Фрося захолонула: «Вдруг он меня обыскивать станет?» В кармане у нее лежало письмо Тонечки, написанное Василию. Ради этого письма и затеяна была поездка в Колывань. Ехать сюда они собирались вместе с Тонечкой, но после того, что случилось на концерте в гимназии, о поездке Тонечка даже и не заикалась — Любовь Алексеевна и слушать бы не стала. А вот Фросю отпустили, правда, для пользы дела той пришлось схитрить: якобы дальние родственники на крестины позвали, да и по родным местам соскучилась. Но, отправляясь в дорогу, Фрося честно предупредила Тонечку, что найти Васю-Коня будет непросто. Кто знает — где и когда у него дорога ляжет…

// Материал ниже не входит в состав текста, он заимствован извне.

impl SepaReferences {
    /// Maximum value length per keyword.
    pub fn max_length(keyword: &str) -> usize {
        match keyword {
            "SVWZ" => 140,
            "ABWA" | "ABWE" => 70,
            "IBAN" => 34,
            "BIC" => 11,
            "COAM" | "OAMT" => 18,
            "DDAT" => 8,
            _ => 35,
        }
    }

    fn slot(&mut self, keyword: &str) -> Option<&mut Option<String>> {
        Some(match keyword {
            "EREF" => &mut self.end_to_end_reference,
            "KREF" => &mut self.customer_reference,
            "MREF" => &mut self.mandate_reference,
            "CRED" => &mut self.creditor_id,
            "DEBT" => &mut self.debtor_id,
            "SVWZ" => &mut self.remittance,
            "ABWA" => &mut self.ultimate_debtor,
            "ABWE" => &mut self.ultimate_creditor,
            "IBAN" => &mut self.iban,
            "BIC" => &mut self.bic,
            "COAM" => &mut self.compensation_amount,
            "OAMT" => &mut self.original_amount,
            "DDAT" => &mut self.settlement_date,
            _ => return None,
        })
    }

    fn entries(&self) -> [(&'static str, Option<&String>); 13] {
        [
            ("EREF", self.end_to_end_reference.as_ref()),
            ("KREF", self.customer_reference.as_ref()),
            ("MREF", self.mandate_reference.as_ref()),
            ("CRED", self.creditor_id.as_ref()),
            ("DEBT", self.debtor_id.as_ref()),
            ("COAM", self.compensation_amount.as_ref()),
            ("OAMT", self.original_amount.as_ref()),
            ("DDAT", self.settlement_date.as_ref()),
            ("IBAN", self.iban.as_ref()),
            ("BIC", self.bic.as_ref()),
            ("ABWA", self.ultimate_debtor.as_ref()),
            ("ABWE", self.ultimate_creditor.as_ref()),
            ("SVWZ", self.remittance.as_ref()),
        ]
    }

    /// Extract keyword values; each runs up to the next keyword or the end.
    pub fn parse(text: &str) -> Self {
        let mut references = Self::default();
        let matches: Vec<_> = SEPA_KEYWORD.captures_iter(text).collect();
        for (i, caps) in matches.iter().enumerate() {
            let (Some(whole), Some(keyword)) = (caps.get(0), caps.get(1)) else {
                continue;
            };
            let end = matches
                .get(i + 1)
                .and_then(|next| next.get(0))
                .map_or(text.len(), |m| m.start());
            let value: String = text[whole.end()..end]
                .trim()
                .chars()
                .take(Self::max_length(keyword.as_str()))
                .collect();
            if value.is_empty() {
                continue;
            }
            if let Some(slot) = references.slot(keyword.as_str()) {
                if slot.is_none() {
                    *slot = Some(value);
                }
            }
        }
        references
    }

    pub fn is_empty(&self) -> bool {
        self.entries().iter().all(|(_, value)| value.is_none())
    }

    /// `KEYWORD+value` pairs separated by spaces, `SVWZ+` last.
    pub fn to_purpose_text(&self) -> String {
        self.entries()
            .iter()
            .filter_map(|(keyword, value)| {
                value.map(|v| {
                    let v: String = v.chars().take(Self::max_length(keyword)).collect();
                    format!("{}+{}", keyword, v)
                })
            })
            .collect::<Vec<_>>()
            .join(" ")
    }
}
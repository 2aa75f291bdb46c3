//! pain messages: credit transfer initiation (pain.001), payment reversal
//! (pain.007), direct debit initiation (pain.008) and mandate initiation
//! (pain.009).
//!
//! All four open with a `GrpHdr`. The counters in it (`NbOfTxs`,
//! `CtrlSum`) are computed from the payload on generation and never
//! stored on the documents.

pub mod pain001;
pub mod pain007;
pub mod pain008;
pub mod pain009;

pub use pain001::{CreditTransfer, Pain001Document, PaymentInstruction};
pub use pain007::{OriginalPaymentInformationReversal, Pain007Document, ReversalTransaction};
pub use pain008::{DirectDebit, DirectDebitInstruction, Pain008Document};
pub use pain009::{Mandate, Pain009Document};

use super::blocks::{self, Dialect};
use super::common::{format_date_time, GroupHeader};
use super::{open_document, MessageType, PainType, PainVersion};
use crate::error::{Error, Result};
use crate::types::Amount;
use crate::xml::{Element, XmlBuilder, XmlDocument};
use rust_decimal::Decimal;

pub(crate) use super::camt::DEFAULT_CURRENCY;

/// 2009 schemas (`.001.01` to `.001.03`) use `BIC`, `BICOrBEI` and plain
/// execution dates; the 2019 generation and later use the current names.
pub fn dialect(version: PainVersion) -> Dialect {
    if version >= PainVersion::V06 {
        Dialect::CURRENT
    } else {
        Dialect::LEGACY
    }
}

/// SEPA direct debit sequence (`SeqTp`).
#[derive(Debug, Clone, Copy, PartialEq, Eq, Hash)]
pub enum SequenceType {
    First,
    Recurring,
    Final,
    OneOff,
}

impl SequenceType {
    pub fn code(&self) -> &'static str {
        match self {
            SequenceType::First => "FRST",
            SequenceType::Recurring => "RCUR",
            SequenceType::Final => "FNAL",
            SequenceType::OneOff => "OOFF",
        }
    }

    pub fn from_code(code: &str) -> Result<Self> {
        match code.trim() {
            "FRST" => Ok(SequenceType::First),
            "RCUR" => Ok(SequenceType::Recurring),
            "FNAL" => Ok(SequenceType::Final),
            "OOFF" => Ok(SequenceType::OneOff),
            other => Err(Error::ParseError(format!("unknown sequence type '{}'", other))),
        }
    }
}

/// Sum of amounts as written to `CtrlSum`.
pub fn control_sum<'a>(amounts: impl IntoIterator<Item = &'a Amount>) -> Decimal {
    amounts.into_iter().map(|a| a.value).sum()
}

pub(crate) fn start(pain_type: PainType, version: PainVersion) -> Result<XmlBuilder> {
    let namespace = pain_type.namespace(version)?;
    let mut b = XmlBuilder::new(namespace);
    b.add_element(pain_type.root_element());
    Ok(b)
}

pub(crate) fn finish(mut b: XmlBuilder) -> Result<String> {
    b.end();
    b.get_xml()
}

pub(crate) fn open(xml: &str, pain_type: PainType) -> Result<XmlDocument> {
    open_document(xml, MessageType::Pain(pain_type))
}

pub(crate) fn message_root(doc: &XmlDocument, pain_type: PainType) -> Result<&Element> {
    blocks::message_root(doc, pain_type.root_element())
}

/// `GrpHdr`; the counters are skipped for messages without them (pain.009).
pub(crate) fn add_group_header(
    b: &mut XmlBuilder,
    header: &GroupHeader,
    counters: Option<(usize, Decimal)>,
    dialect: Dialect,
) {
    b.add_element("GrpHdr");
    b.add_child("MsgId", &header.message_id);
    b.add_child("CreDtTm", &format_date_time(&header.creation_date_time));
    if let Some((transactions, sum)) = counters {
        b.add_child("NbOfTxs", &transactions.to_string());
        b.add_child("CtrlSum", &format!("{:.2}", sum));
    }
    if let Some(party) = &header.initiating_party {
        blocks::add_party(b, "InitgPty", party, dialect);
    }
    b.end();
}

pub(crate) fn read_group_header(doc: &XmlDocument, root: &Element) -> Result<GroupHeader> {
    let el = doc.required_node(Some(root), "GrpHdr", "group header (GrpHdr)")?;
    Ok(GroupHeader {
        message_id: blocks::required_text(doc, el, "MsgId")?,
        creation_date_time: blocks::required_date_time(doc, el, "CreDtTm")?,
        initiating_party: blocks::read_optional_party(doc, el, "InitgPty")?,
    })
}

/// `PmtTpInf` with the SEPA service level, an optional local instrument and
/// an optional sequence type.
pub(crate) fn add_payment_type(
    b: &mut XmlBuilder,
    service_level: Option<&str>,
    local_instrument: Option<&str>,
    sequence_type: Option<SequenceType>,
) {
    if service_level.is_none() && local_instrument.is_none() && sequence_type.is_none() {
        return;
    }
    b.add_element("PmtTpInf");
    if let Some(level) = service_level {
        b.add_element("SvcLvl").add_child("Cd", level).end();
    }
    if let Some(instrument) = local_instrument {
        b.add_element("LclInstrm").add_child("Cd", instrument).end();
    }
    b.add_optional_child("SeqTp", sequence_type.map(|s| s.code()));
    b.end();
}

#[cfg(test)]
pub(crate) mod fixtures {
    use crate::iso20022::common::GroupHeader;
    use crate::types::{Account, FinancialInstitution, Party};
    use chrono::{NaiveDate, NaiveDateTime};

    pub fn created() -> NaiveDateTime {
        NaiveDate::from_ymd_opt(2025, 1, 1).unwrap().and_hms_opt(10, 0, 0).unwrap()
    }

    pub fn header(message_id: &str) -> GroupHeader {
        GroupHeader::new(message_id, created()).with_initiating_party(Party::named("ACME GmbH"))
    }

    pub fn acme() -> (Party, Account, FinancialInstitution) {
        (
            Party::named("ACME GmbH"),
            Account::iban("DE89370400440532013000"),
            FinancialInstitution::bic("COBADEFFXXX"),
        )
    }

    pub fn supplier() -> (Party, Account, FinancialInstitution) {
        (
            Party::named("Lieferant AG"),
            Account::iban("DE02100100100006820101"),
            FinancialInstitution::bic("PBNKDEFFXXX"),
        )
    }
}

#[cfg(test)]
mod tests {
    use super::*;

    #[test]
    fn test_dialect_by_version() {
        assert_eq!(dialect(PainVersion::V03), Dialect::LEGACY);
        assert_eq!(dialect(PainVersion::V09), Dialect::CURRENT);
    }

    #[test]
    fn test_sequence_type_codes() {
        for seq in [
            SequenceType::First,
            SequenceType::Recurring,
            SequenceType::Final,
            SequenceType::OneOff,
        ] {
            assert_eq!(SequenceType::from_code(seq.code()).unwrap(), seq);
        }
        assert!(SequenceType::from_code("XXXX").is_err());
    }

    #[test]
    fn test_control_sum() {
        let amounts = [
            Amount::new(Decimal::new(1050, 2), "EUR"),
            Amount::new(Decimal::new(2, 0), "EUR"),
        ];
        assert_eq!(control_sum(&amounts), Decimal::new(1250, 2));
    }
}
// ---------------------------------------------------------------------------
// parsing
// ---------------------------------------------------------------------------

/// Optional string relative to `ctx`.
pub fn text(doc: &XmlDocument, ctx: &Element, expr: &str) -> Result<Option<String>> {
    doc.xpath_string_in(Some(ctx), expr)
}

/// First non-empty string of `exprs` relative to `ctx`.
pub fn text_with_fallback(doc: &XmlDocument, ctx: &Element, exprs: &[&str]) -> Result<Option<String>> {
    doc.xpath_string_with_fallback(Some(ctx), exprs)
}

/// Required string relative to `ctx`.
pub fn required_text(doc: &XmlDocument, ctx: &Element, expr: &str) -> Result<String> {
    text(doc, ctx, expr)?.ok_or_else(|| Error::RequiredNode(format!("{}/{}", ctx.local_name(), expr)))
}

pub fn child<'a>(doc: &'a XmlDocument, ctx: &'a Element, expr: &str) -> Result<Option<&'a Element>> {
    Ok(doc.select_in(Some(ctx), expr)?.into_iter().next())
}

pub fn children<'a>(doc: &'a XmlDocument, ctx: &'a Element, expr: &str) -> Result<Vec<&'a Element>> {
    doc.select_in(Some(ctx), expr)
}

pub fn optional_date(doc: &XmlDocument, ctx: &Element, exprs: &[&str]) -> Result<Option<NaiveDate>> {
    text_with_fallback(doc, ctx, exprs)?.map(|v| parse_date(&v)).transpose()
}

pub fn optional_date_time(doc: &XmlDocument, ctx: &Element, expr: &str) -> Result<Option<NaiveDateTime>> {
    text(doc, ctx, expr)?.map(|v| parse_date_time(&v)).transpose()
}

pub fn required_date_time(doc: &XmlDocument, ctx: &Element, expr: &str) -> Result<NaiveDateTime> {
    parse_date_time(&required_text(doc, ctx, expr)?)
}

pub fn optional_bool(doc: &XmlDocument, ctx: &Element, expr: &str) -> Result<Option<bool>> {
    Ok(text(doc, ctx, expr)?.map(|v| v.trim() == "true" || v.trim() == "1"))
}

/// Amount at `expr` if the element exists.
pub fn optional_amount(doc: &XmlDocument, ctx: &Element, expr: &str, default_currency: &str) -> Result<Option<Amount>> {
    if child(doc, ctx, expr)?.is_none() {
        return Ok(None);
    }
    doc.amount_with_currency(Some(ctx), expr, default_currency).map(Some)
}

/// Institution below `ctx` (the agent element); `NOTPROVIDED` reads as absent.
pub fn read_financial_institution(doc: &XmlDocument, ctx: &Element) -> Result<Option<FinancialInstitution>> {
    let institution = FinancialInstitution {
        bic: text_with_fallback(doc, ctx, &fin_instn_bic_paths())?,
        name: text(doc, ctx, "FinInstnId/Nm")?,
        clearing_member_id: text(doc, ctx, "FinInstnId/ClrSysMmbId/MmbId")?,
    };
    if institution == FinancialInstitution::default() {
        return Ok(None);
    }
    Ok(Some(institution))
}

pub fn read_agent(doc: &XmlDocument, ctx: &Element, tag: &str) -> Result<Option<FinancialInstitution>> {
    match child(doc, ctx, tag)? {
        Some(agent) => read_financial_institution(doc, agent),
        None => Ok(None),
    }
}

pub fn read_postal_address(doc: &XmlDocument, ctx: &Element) -> Result<Option<PostalAddress>> {
    let Some(el) = child(doc, ctx, "PstlAdr")? else {
        return Ok(None);
    };
    let address = PostalAddress {
        street_name: text(doc, el, "StrtNm")?,
        building_number: text(doc, el, "BldgNb")?,
        postal_code: text(doc, el, "PstCd")?,
        town_name: text(doc, el, "TwnNm")?,
        country: text(doc, el, "Ctry")?,
        address_lines: children(doc, el, "AdrLine")?.into_iter().map(Element::text).collect(),
    };
    Ok(if address.is_empty() { None } else { Some(address) })
}

/// Party content of `ctx`, accepting both the flat and the `Pty`-wrapped form.
pub fn read_party(doc: &XmlDocument, ctx: &Element) -> Result<Party> {
    let el = child(doc, ctx, "Pty")?.unwrap_or(ctx);
    Ok(Party {
        name: text(doc, el, "Nm")?,
        postal_address: read_postal_address(doc, el)?,
        bic: text_with_fallback(doc, el, &["Id/OrgId/AnyBIC", "Id/OrgId/BICOrBEI"])?,
        identification: text_with_fallback(doc, el, &["Id/OrgId/Othr/Id", "Id/PrvtId/Othr/Id"])?,
    })
}

pub fn read_optional_party(doc: &XmlDocument, ctx: &Element, tag: &str) -> Result<Option<Party>> {
    match child(doc, ctx, tag)? {
        Some(el) => {
            let party = read_party(doc, el)?;
            Ok(if party.is_empty() { None } else { Some(party) })
        }
        None => Ok(None),
    }
}

pub fn read_account(doc: &XmlDocument, ctx: &Element) -> Result<Account> {
    let other_id = text(doc, ctx, "Id/Othr/Id")?.filter(|id| id != NOT_PROVIDED);
    Ok(Account {
        iban: text(doc, ctx, "Id/IBAN")?,
        other_id,
        currency: text(doc, ctx, "Ccy")?,
        name: text(doc, ctx, "Nm")?,
    })
}

pub fn read_optional_account(doc: &XmlDocument, ctx: &Element, tag: &str) -> Result<Option<Account>> {
    match child(doc, ctx, tag)? {
        Some(el) => read_account(doc, el).map(Some),
        None => Ok(None),
    }
}
//! MT940 ⇄ camt.053 conversion.
//!
//! Statement structure maps one to one: `:60F:`/`:62F:` become `OPBD`/`CLBD`
//! balances, every `:61:` line becomes an `Ntry`. The `:86:` narrative is
//! split into structured fields through [`SepaReferences`] on the way to
//! camt.053 and reassembled on the way back. Bank transaction codes are
//! derived from the GVC in both directions, which is lossy (see
//! [`GvcCode::try_from_camt_codes`]).

use crate::error::{Error, Result};
use crate::gvc::GvcCode;
use crate::iso20022::camt::statement::PROPRIETARY_ISSUER;
use crate::iso20022::camt::{
    AccountReport, AccountReportDocument, BalanceType, BankTransactionCode, CashBalance, Entry, ReportKind,
    TransactionDetails,
};
use crate::iso20022::common::GroupHeader;
use crate::mt::{Balance, BalanceKind, Mt940Document, Purpose, SepaReferences, Transaction};
use crate::types::{Account, Amount, DebitCredit, FinancialInstitution, Party, RemittanceInformation};
use chrono::{FixedOffset, NaiveDateTime};
use tracing::{debug, warn};

/// Currency when neither the account nor a balance names one.
const FALLBACK_CURRENCY: &str = "EUR";

/// Convert an MT940 statement into a camt.053 document with one `Stmt`.
///
/// `created` becomes the group header creation time; the MT940 creation
/// time (if any) is kept as the statement's `CreDtTm`.
pub fn mt940_to_camt053(doc: &Mt940Document, message_id: &str, created: NaiveDateTime) -> Result<AccountReportDocument> {
    let mut account = account_from_id(doc.account_id());
    account.currency = Some(doc.currency().to_string());

    let mut report = AccountReport::new(doc.reference_id(), account);
    report.electronic_sequence_number = doc
        .statement_number()
        .split('/')
        .next()
        .and_then(|n| n.trim().parse().ok());
    report.creation_date_time = doc.creation_date_time().map(|dt| dt.naive_local());

    let balances = [
        doc.opening_balance(),
        doc.closing_balance(),
        doc.closing_available_balance(),
        doc.forward_available_balance(),
    ];
    for balance in balances.into_iter().flatten() {
        report.balances.push(CashBalance::new(
            balance_type(balance.kind),
            balance.debit_credit,
            Amount::new(balance.amount, balance.currency.as_str()),
            balance.date,
        ));
    }

    for tx in doc.transactions() {
        report.entries.push(entry_from_transaction(tx));
    }

    debug!(
        reference = %doc.reference_id(),
        entries = report.entries.len(),
        "converted MT940 to camt.053"
    );
    Ok(AccountReportDocument::new(ReportKind::Statement, GroupHeader::new(message_id, created)).with_report(report))
}

/// Convert one camt.052/053 report into an MT940 statement.
pub fn camt053_to_mt940(report: &AccountReport) -> Result<Mt940Document> {
    let account_id = report
        .account
        .identifier()
        .ok_or_else(|| Error::ConversionError(format!("statement {} has no account id", report.id)))?;
    let currency = report
        .account
        .currency
        .clone()
        .or_else(|| report.balances.first().map(|b| b.amount.currency.clone()))
        .or_else(|| report.entries.first().map(|e| e.amount.currency.clone()))
        .unwrap_or_else(|| FALLBACK_CURRENCY.to_string());
    let statement_number = report
        .electronic_sequence_number
        .map_or_else(|| "1".to_string(), |n| n.to_string());

    let mut doc = Mt940Document::new(report.id.as_str(), account_id, statement_number, currency.as_str())?;
    if let Some(created) = report.creation_date_time {
        if let Some(created) = FixedOffset::east_opt(0).and_then(|utc| created.and_local_timezone(utc).single()) {
            doc = doc.with_creation_date_time(created);
        }
    }

    let balance = |cash: &CashBalance, kind: BalanceKind| {
        Balance::new(kind, cash.debit_credit, cash.date, cash.amount.currency.as_str(), cash.amount.value)
    };
    let interim: Vec<_> = report
        .balances
        .iter()
        .filter(|b| b.balance_type == BalanceType::InterimBooked)
        .collect();

    let opening = report
        .balance(BalanceType::OpeningBooked)
        .or_else(|| report.balance(BalanceType::PreviouslyClosedBooked));
    match (opening, interim.first().copied()) {
        (Some(cash), _) => doc = doc.with_opening_balance(balance(cash, BalanceKind::Opening))?,
        (None, Some(cash)) => doc = doc.with_opening_balance(balance(cash, BalanceKind::IntermediateOpening))?,
        (None, None) => {}
    }
    // the first ITBD is already the opening balance when there is no OPBD
    let skip = usize::from(opening.is_none());
    let interim_closing = interim.iter().skip(skip).last().copied();
    match (report.balance(BalanceType::ClosingBooked), interim_closing) {
        (Some(cash), _) => doc = doc.with_closing_balance(balance(cash, BalanceKind::Closing))?,
        (None, Some(cash)) => doc = doc.with_closing_balance(balance(cash, BalanceKind::IntermediateClosing))?,
        (None, None) => {}
    }
    if let Some(cash) = report.balance(BalanceType::ClosingAvailable) {
        doc = doc.with_closing_available_balance(balance(cash, BalanceKind::ClosingAvailable));
    }
    if let Some(cash) = report.balance(BalanceType::ForwardAvailable) {
        doc = doc.with_forward_available_balance(balance(cash, BalanceKind::ForwardAvailable));
    }

    let transactions = report
        .entries
        .iter()
        .map(transaction_from_entry)
        .collect::<Result<Vec<_>>>()?;
    Ok(doc.with_transactions(transactions))
}

fn balance_type(kind: BalanceKind) -> BalanceType {
    match kind {
        BalanceKind::Opening => BalanceType::OpeningBooked,
        BalanceKind::Closing => BalanceType::ClosingBooked,
        BalanceKind::IntermediateOpening | BalanceKind::IntermediateClosing => BalanceType::InterimBooked,
        BalanceKind::ClosingAvailable => BalanceType::ClosingAvailable,
        BalanceKind::ForwardAvailable => BalanceType::ForwardAvailable,
    }
}

/// IBAN shape: country code, check digits, up to 30 alphanumerics.
fn looks_like_iban(id: &str) -> bool {
    let bytes = id.as_bytes();
    (15..=34).contains(&id.len())
        && bytes[..2].iter().all(u8::is_ascii_uppercase)
        && bytes[2..4].iter().all(u8::is_ascii_digit)
        && bytes[4..].iter().all(u8::is_ascii_alphanumeric)
}

fn account_from_id(id: &str) -> Account {
    let id = id.trim();
    if looks_like_iban(id) {
        Account::iban(id)
    } else {
        Account {
            other_id: Some(id.to_string()),
            ..Account::default()
        }
    }
}

fn entry_from_transaction(tx: &Transaction) -> Entry {
    let debit_credit = tx.debit_credit();
    let mut entry = Entry::new(Amount::new(tx.amount(), tx.currency()), debit_credit, tx.booking_date());
    entry.value_date = tx.valuta_date();
    entry.reversal = tx.is_reversal();
    entry.account_servicer_reference = tx.bank_reference().map(str::to_string);
    if tx.customer_reference() != Transaction::NO_REFERENCE {
        entry.reference = Some(tx.customer_reference().to_string());
    }

    let purpose = tx.purpose();
    let gvc = purpose.and_then(|p| p.gvc).or_else(|| {
        let text = purpose.and_then(|p| p.booking_text.as_deref().or(p.text.as_deref()))?;
        GvcCode::try_from_booking_text(text, debit_credit.is_debit())
    });
    entry.bank_transaction_code = Some(match gvc {
        Some(gvc) => BankTransactionCode::from_gvc(gvc, debit_credit, tx.transaction_code()),
        None => BankTransactionCode {
            proprietary_code: Some(tx.transaction_code().to_string()),
            proprietary_issuer: Some(PROPRIETARY_ISSUER.to_string()),
            ..BankTransactionCode::default()
        },
    });

    if let Some(purpose) = purpose {
        entry.additional_information = purpose.booking_text.clone();
        let details = details_from_purpose(purpose, debit_credit, &entry.amount);
        if details != TransactionDetails::default() {
            entry.details.push(details);
        }
    }
    entry
}

fn details_from_purpose(purpose: &Purpose, debit_credit: DebitCredit, amount: &Amount) -> TransactionDetails {
    let references = purpose.sepa_references();
    let remittance = if references.is_empty() {
        purpose.text.clone()
    } else {
        references.remittance.clone()
    };

    let counterparty = purpose
        .counterparty_name
        .as_ref()
        .map(|name| Party::named(name.as_str()));
    let counterparty_account = purpose
        .counterparty_iban
        .as_ref()
        .or(references.iban.as_ref())
        .map(|iban| Account::iban(iban.as_str()));
    let counterparty_agent = purpose
        .counterparty_bic
        .as_ref()
        .or(references.bic.as_ref())
        .map(|bic| FinancialInstitution::bic(bic.as_str()));

    let mut details = TransactionDetails {
        end_to_end_id: references.end_to_end_reference.clone().filter(|r| r != "NOTPROVIDED"),
        mandate_id: references.mandate_reference.clone(),
        ultimate_debtor: references.ultimate_debtor.as_ref().map(|n| Party::named(n.as_str())),
        ultimate_creditor: references.ultimate_creditor.as_ref().map(|n| Party::named(n.as_str())),
        remittance: remittance.map(RemittanceInformation::unstructured),
        ..TransactionDetails::default()
    };
    match debit_credit {
        DebitCredit::Debit => {
            details.creditor = counterparty;
            details.creditor_account = counterparty_account;
            details.creditor_agent = counterparty_agent;
        }
        DebitCredit::Credit => {
            details.debtor = counterparty;
            details.debtor_account = counterparty_account;
            details.debtor_agent = counterparty_agent;
        }
    }
    if details != TransactionDetails::default() {
        details.amount = Some(amount.clone());
    }
    details
}

fn transaction_from_entry(entry: &Entry) -> Result<Transaction> {
    let booking_date = entry
        .booking_date
        .or(entry.value_date)
        .ok_or_else(|| Error::ConversionError("entry without booking or value date".to_string()))?;
    let swift_code = entry
        .bank_transaction_code
        .as_ref()
        .and_then(BankTransactionCode::swift_code)
        .unwrap_or(Transaction::DEFAULT_TRANSACTION_CODE);

    let mut tx = Transaction::new(booking_date, entry.amount.value, entry.debit_credit, entry.amount.currency.as_str())
        .with_valuta_date(entry.value_date.unwrap_or(booking_date))
        .with_reversal(entry.reversal)
        .with_transaction_code(swift_code)?;
    if let Some(reference) = entry.reference.as_deref().and_then(|r| mt_reference("customer reference", r)) {
        tx = tx.with_customer_reference(reference)?;
    }
    if let Some(reference) = entry
        .account_servicer_reference
        .as_deref()
        .and_then(|r| mt_reference("bank reference", r))
    {
        tx = tx.with_bank_reference(reference)?;
    }

    let purpose = purpose_from_entry(entry);
    if !purpose.is_empty() {
        tx = tx.with_purpose(purpose);
    }
    Ok(tx)
}

/// Fit a camt reference into a `16x` subfield. References holding `//` or
/// line breaks are dropped; the customer reference then stays `NONREF`.
fn mt_reference(field: &str, reference: &str) -> Option<String> {
    let reference = reference.trim();
    if reference.contains("//") || reference.contains(['\r', '\n']) {
        warn!(field, reference, "reference cannot be expressed in MT940, dropped");
        return None;
    }
    let fitted: String = reference.chars().take(Transaction::REFERENCE_LENGTH).collect();
    let fitted = fitted.trim_matches('/');
    if fitted.is_empty() {
        return None;
    }
    if fitted != reference {
        debug!(field, reference, fitted, "reference shortened");
    }
    Some(fitted.to_string())
}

— А ты постарайся, Фросечка, — упрашивала Тонечка, — ведь не может такого быть, чтобы человек насовсем потерялся и чтобы от него даже следочка не осталось… Я в долгу не останусь, уж постарайся!

Фрося честно старалась и вот вместо Васи-Коня нашла себе докуку — пристава Чукеева.

— Чего молчим? А? Никак язык проглотила? — Чукеев цепко ухватил ее за плечо сильными короткими пальцами. — Давай, давай, рассказывай, не таись.

— Мне скрывать нечего, я к родичам приехала, а они на базар ушли — соседи сказали. Вот ищу, ищу, а их нигде нету…

— Родичи, говоришь… Ну-ну! Ты мне, девка, арапа не заправляй! Васю-Коня видела?

— Какого Васю-Коня? Знать такого не знаю! — Фрося дернула плечом, пытаясь освободиться от цепких пальцев, но Чукеев держал ее крепко и отпускать не собирался.

— Значит, так, девка, слушай меня в оба уха. Я с тобой в кошки-мышки играть не буду. Поднимайся, платочек подвязывай и чеши по базару. Вася-Конь здесь где-то, он как тебя увидит, сам выскочит. Вот мы с тобой его и встретим, как родные, на радость нашу. Только не вздумай знаки ему подавать — в порошок сотру! Все уяснила? А теперь ступай.

Фрося и рта не успела открыть, как Чукеев вздернул ее с насиженного места, поставил на ноги и подтолкнул крепким тычком в спину. Она пошла, неуверенно переставляя враз отяжелевшие ноги, боясь оглянуться назад, и только чувствовала затылком прожигающий взгляд пристава. О том, чтобы сбежать, у нее и мысли не возникало — очень уж напугал ее пристав, на плече прямо-таки горели следы его цепких пальцев.

Испуганными глазами Фрося смотрела по сторонам, видела лица торговцев, слышала их зазывные голоса; проплывали мимо свиные и говяжьи туши, короба с кедровым орехом, бочки с брусникой и облепихой, блестели свежеоструганным деревом сани и саночки, дуги и оглобли, сверкали разноцветной глазурью причудливые пряники, оплывал из тяжелых сот янтарный мед, метровые осетры пучили мерзлые глаза, но все это базарное изобилие зыбко покачивалось, словно в тумане. Фрося и сама покачивалась, как больная, голова у нее кружилась, и она даже растопырила руки для равновесия, боясь упасть посреди людской толчеи.